## PROBLEM DETAILS:
Check each line of the records for "ServeDir"; collect those that have it.

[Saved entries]
■ ■ ■ ■ ■

use thiserror::Error;

use crate::artifact::{Diagnostic, Stage};
use crate::session::SessionId;

/// Errors raised by the generative text capability.
#[derive(Error, Debug)]
pub enum ModelError {
    /// The endpoint could not be reached at all.
    #[error("Model endpoint unreachable: {0}")]
    Unreachable(String),

    #[error("HTTP Error: {0}")]
    HttpError(String),

    #[error("Model endpoint returned status {status}: {body}")]
    Status { status: u16, body: String },

    #[error("Model returned an empty response")]
    EmptyResponse,

    #[error("Response Format Error: {message}. Raw response: '{raw_response}'")]
    ResponseFormatError {
        message: String,
        raw_response: String,
    },

    #[error("Model is not configured: {0}")]
    NotConfigured(String),
}

impl ModelError {
    /// True when retrying with different code cannot help.
    pub fn is_environment(&self) -> bool {
        match self {
            ModelError::Unreachable(_) | ModelError::NotConfigured(_) => true,
            ModelError::Status { status, .. } => matches!(status, 401 | 403 | 404),
            _ => false,
        }
    }
}

impl From<reqwest::Error> for ModelError {
    fn from(err: reqwest::Error) -> Self {
        if err.is_connect() || err.is_timeout() {
            ModelError::Unreachable(err.to_string())
        } else if err.is_decode() {
            ModelError::ResponseFormatError {
                message: err.to_string(),
                raw_response: String::new(),
            }
        } else {
            ModelError::HttpError(err.to_string())
        }
    }
}

/// Error taxonomy of the pipeline and its session store.
#[derive(Error, Debug)]
pub enum StudioError {
    #[error("Generation failed: {0}")]
    GenerationFailed(Diagnostic),

    #[error("Validation failed: {0}")]
    ValidationFailed(Diagnostic),

    #[error("Render failed: {0}")]
    RenderFailed(Diagnostic),

    #[error("{stage} repair budget exhausted after {attempts} attempts; last error: {last}")]
    RepairExhausted {
        stage: Stage,
        attempts: u32,
        last: Diagnostic,
    },

    #[error("Session not found: {0}")]
    SessionNotFound(SessionId),

    #[error("Invalid Request: {0}")]
    InvalidRequest(String),

    #[error("Model Error: {0}")]
    Model(#[from] ModelError),

    #[error("I/O Error: {0}")]
    Io(#[from] std::io::Error),

    #[error("Configuration Error: {0}")]
    Config(String),
}

pub type StudioResult<T> = Result<T, StudioError>;

/// Who has to act on a terminal failure.
#[derive(Debug, Clone, Copy, PartialEq, Eq)]
pub enum ErrorClass {
    /// The requested animation could not be produced; the user should
    /// simplify or rephrase.
    Code,
    /// Tooling or configuration on the backend is broken.
    Environment,
    /// The request itself was malformed or referenced an unknown session.
    Request,
}

impl StudioError {
    pub fn class(&self) -> ErrorClass {
        match self {
            StudioError::GenerationFailed(d) | StudioError::RenderFailed(d) => {
                if d.is_environment() {
                    ErrorClass::Environment
                } else {
                    ErrorClass::Code
                }
            }
            StudioError::ValidationFailed(_) | StudioError::RepairExhausted { .. } => {
                ErrorClass::Code
            }
            StudioError::SessionNotFound(_) | StudioError::InvalidRequest(_) => {
                ErrorClass::Request
            }
            StudioError::Model(e) => {
                if e.is_environment() {
                    ErrorClass::Environment
                } else {
                    ErrorClass::Code
                }
            }
            StudioError::Io(_) | StudioError::Config(_) => ErrorClass::Environment,
        }
    }

    /// Human-readable text telling the caller what to do next.
    pub fn user_message(&self) -> String {
        match self.class() {
            ErrorClass::Code => format!(
                "{self}. The animation could not be produced; please try simplifying your request."
            ),
            ErrorClass::Environment => format!(
                "{self}. The backend environment is misconfigured; check the status endpoint for missing tooling."
            ),
            ErrorClass::Request => self.to_string(),
        }
    }
}
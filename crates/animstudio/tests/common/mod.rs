#![allow(dead_code)]

use animstudio::artifact::{CodeArtifact, Diagnostic, VideoArtifact};
use animstudio::render::{Renderer, ToolStatus, ToolingStatus};
use animstudio::{
    CodeModel, InMemorySessionStore, ModelError, ModelRequest, Orchestrator, PipelineSettings,
    Purpose,
};
use async_trait::async_trait;
use std::collections::{HashMap, VecDeque};
use std::path::PathBuf;
use std::sync::{Arc, Mutex};

pub const BLUE_CIRCLE: &str = "from manim import *\n\nclass BlueCircle(Scene):\n    def construct(self):\n        circle = Circle(color=BLUE)\n        self.play(Create(circle))\n        self.wait(1)\n";

pub fn fenced(code: &str) -> String {
    format!("```python\n{code}```")
}

/// Model double that answers per purpose: queued replies first, then a
/// fixed fallback. Purposes with neither fail with `EmptyResponse`.
#[derive(Default)]
pub struct ScriptedModel {
    queued: Mutex<HashMap<Purpose, VecDeque<Result<String, ModelError>>>>,
    fallback: HashMap<Purpose, String>,
    requests: Mutex<Vec<ModelRequest>>,
}

impl ScriptedModel {
    pub fn new() -> Self {
        Self::default()
    }

    pub fn always(mut self, purpose: Purpose, reply: impl Into<String>) -> Self {
        self.fallback.insert(purpose, reply.into());
        self
    }

    pub fn then(self, purpose: Purpose, reply: Result<String, ModelError>) -> Self {
        self.queued
            .lock()
            .unwrap()
            .entry(purpose)
            .or_default()
            .push_back(reply);
        self
    }

    pub fn calls(&self, purpose: Purpose) -> usize {
        self.requests
            .lock()
            .unwrap()
            .iter()
            .filter(|r| r.purpose == purpose)
            .count()
    }

    pub fn requests(&self, purpose: Purpose) -> Vec<ModelRequest> {
        self.requests
            .lock()
            .unwrap()
            .iter()
            .filter(|r| r.purpose == purpose)
            .cloned()
            .collect()
    }
}

#[async_trait]
impl CodeModel for ScriptedModel {
    async fn complete(&self, request: &ModelRequest) -> Result<String, ModelError> {
        self.requests.lock().unwrap().push(request.clone());
        let queued = self
            .queued
            .lock()
            .unwrap()
            .get_mut(&request.purpose)
            .and_then(VecDeque::pop_front);
        match queued {
            Some(reply) => reply,
            None => self
                .fallback
                .get(&request.purpose)
                .cloned()
                .ok_or(ModelError::EmptyResponse),
        }
    }
}

/// Renderer double: plays queued failures, then succeeds.
#[derive(Default)]
pub struct StubRenderer {
    failures: Mutex<VecDeque<Diagnostic>>,
    rendered: Mutex<Vec<String>>,
}

impl StubRenderer {
    pub fn new() -> Self {
        Self::default()
    }

    pub fn failing_with(self, diagnostic: Diagnostic) -> Self {
        self.failures.lock().unwrap().push_back(diagnostic);
        self
    }

    pub fn rendered(&self) -> Vec<String> {
        self.rendered.lock().unwrap().clone()
    }
}

pub fn video_for(code: &CodeArtifact) -> VideoArtifact {
    let file_name = VideoArtifact::file_name_for(code);
    VideoArtifact {
        url: VideoArtifact::public_url("http://localhost:3001", &file_name),
        path: PathBuf::from("animations").join(&file_name),
        file_name,
    }
}

#[async_trait]
impl Renderer for StubRenderer {
    async fn render(&self, code: &CodeArtifact) -> Result<VideoArtifact, Diagnostic> {
        self.rendered.lock().unwrap().push(code.source().to_string());
        if let Some(diagnostic) = self.failures.lock().unwrap().pop_front() {
            return Err(diagnostic);
        }
        Ok(video_for(code))
    }

    async fn probe(&self) -> ToolingStatus {
        ToolingStatus {
            manim: ToolStatus::found(Some("Manim Community v0.18.1".into())),
            ffmpeg: ToolStatus::found(Some("ffmpeg version 6.1".into())),
        }
    }
}

pub fn settings() -> PipelineSettings {
    PipelineSettings::default()
}

pub fn studio(
    model: Arc<dyn CodeModel>,
    renderer: Arc<dyn Renderer>,
    settings: PipelineSettings,
) -> (Orchestrator, Arc<InMemorySessionStore>) {
    let store = Arc::new(InMemorySessionStore::new());
    let orchestrator = Orchestrator::new(store.clone(), model, renderer, settings);
    (orchestrator, store)
}
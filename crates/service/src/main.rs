use animstudio::{
    InMemorySessionStore, ManimRenderer, OpenAiCompatModel, Orchestrator, Renderer, SessionStore,
    StudioConfig, load_config,
};
use anyhow::{Context, Result};
use clap::Parser;
use std::{path::PathBuf, sync::Arc, time::Duration};
use tokio::task::JoinHandle;
use tokio::time::MissedTickBehavior;
use tower_http::{cors::CorsLayer, services::ServeDir, trace::TraceLayer};
use tracing::{info, warn};
use tracing_subscriber::{EnvFilter, fmt, prelude::*};

mod routes;

use routes::AppState;

#[derive(Parser, Debug)]
#[command(author, version, about)]
struct Args {
    /// Path to the TOML configuration file
    #[arg(long, env = "ANIMSTUDIO_CONFIG")]
    config: Option<PathBuf>,
    /// Address to bind the service to
    #[arg(long, env = "ANIMSTUDIO_ADDR")]
    addr: Option<String>,
    /// Directory rendered videos are written to and served from
    #[arg(long, env = "ANIMSTUDIO_OUTPUT_DIR")]
    output_dir: Option<PathBuf>,
    /// Optional auth key required for requests (Bearer token)
    #[arg(long, env = "ANIMSTUDIO_AUTH_KEY")]
    auth_key: Option<String>,
}

impl Args {
    async fn into_config(self) -> Result<StudioConfig> {
        let mut config = match &self.config {
            Some(path) => load_config(path)
                .await
                .with_context(|| format!("Failed to load config from {}", path.display()))?,
            None => StudioConfig::default(),
        };
        if let Some(addr) = self.addr {
            config.server.addr = addr;
        }
        if let Some(dir) = self.output_dir {
            config.render.output_dir = dir;
        }
        if let Some(key) = self.auth_key {
            config.server.auth_key = Some(key);
        }
        config.validate()?;
        Ok(config)
    }
}

#[tokio::main]
async fn main() -> Result<()> {
    let filter = EnvFilter::try_from_default_env().unwrap_or_else(|_| {
        EnvFilter::new("animstudio=info,animstudio_service=info,tower_http=info")
    });
    tracing_subscriber::registry()
        .with(fmt::layer())
        .with(filter)
        .init();

    let config = Args::parse().into_config().await?;

    info!(
        addr = %config.server.addr,
        model = %config.model.model,
        model_url = %config.model.base_url,
        output_dir = %config.render.output_dir.display(),
        auth = %config.server.auth_key.as_ref().map(|_| "enabled").unwrap_or("disabled"),
        "starting service"
    );

    tokio::fs::create_dir_all(&config.render.output_dir)
        .await
        .with_context(|| {
            format!(
                "Failed to create output directory {}",
                config.render.output_dir.display()
            )
        })?;

    let model = OpenAiCompatModel::new(config.model_settings())
        .context("Failed to configure the code model")?;
    let renderer = ManimRenderer::new(config.render_settings());
    let store: Arc<dyn SessionStore> =
        Arc::new(InMemorySessionStore::with_policy(config.session_policy()));

    let tooling = renderer.probe().await;
    if !tooling.all_requirements_met() {
        for hint in tooling.recommendations() {
            warn!(%hint, "render tooling incomplete");
        }
    }

    let orchestrator = Orchestrator::new(
        store.clone(),
        Arc::new(model),
        Arc::new(renderer),
        config.pipeline_settings(),
    );

    let _sweeper = spawn_session_sweeper(
        store,
        Duration::from_secs(config.sessions.sweep_interval_secs),
    );

    let state = AppState {
        orchestrator: Arc::new(orchestrator),
        auth_key: config.server.auth_key.clone(),
        output_dir: config.render.output_dir.clone(),
        work_dir: config.render.work_dir.clone(),
    };

    let app = routes::router(state)
        .nest_service("/animations", ServeDir::new(&config.render.output_dir))
        .layer(TraceLayer::new_for_http())
        .layer(CorsLayer::permissive());

    let listener = tokio::net::TcpListener::bind(&config.server.addr)
        .await
        .with_context(|| format!("Failed to bind {}", config.server.addr))?;
    axum::serve(listener, app)
        .with_graceful_shutdown(shutdown_signal())
        .await?;

    info!("service stopped");
    Ok(())
}

/// Periodically drops sessions that have been idle past their expiry.
fn spawn_session_sweeper(store: Arc<dyn SessionStore>, every: Duration) -> JoinHandle<()> {
    tokio::spawn(async move {
        let mut ticker = tokio::time::interval(every);
        ticker.set_missed_tick_behavior(MissedTickBehavior::Delay);
        loop {
            ticker.tick().await;
            match store.evict_expired().await {
                Ok(0) => {}
                Ok(evicted) => info!(evicted, "evicted idle sessions"),
                Err(e) => warn!(error = %e, "session sweep failed"),
            }
        }
    })
}

async fn shutdown_signal() {
    if let Err(e) = tokio::signal::ctrl_c().await {
        warn!(error = %e, "failed to listen for shutdown signal");
        std::future::pending::<()>().await;
    }
    info!("shutdown requested");
}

■ ■ ■ ■ ■

## RESPONSE FOR THIS EXERCISE:
use tower_http::{cors::CorsLayer, services::ServeDir, trace::TraceLayer};
        .nest_service("/animations", ServeDir::new(&config.render.output_dir))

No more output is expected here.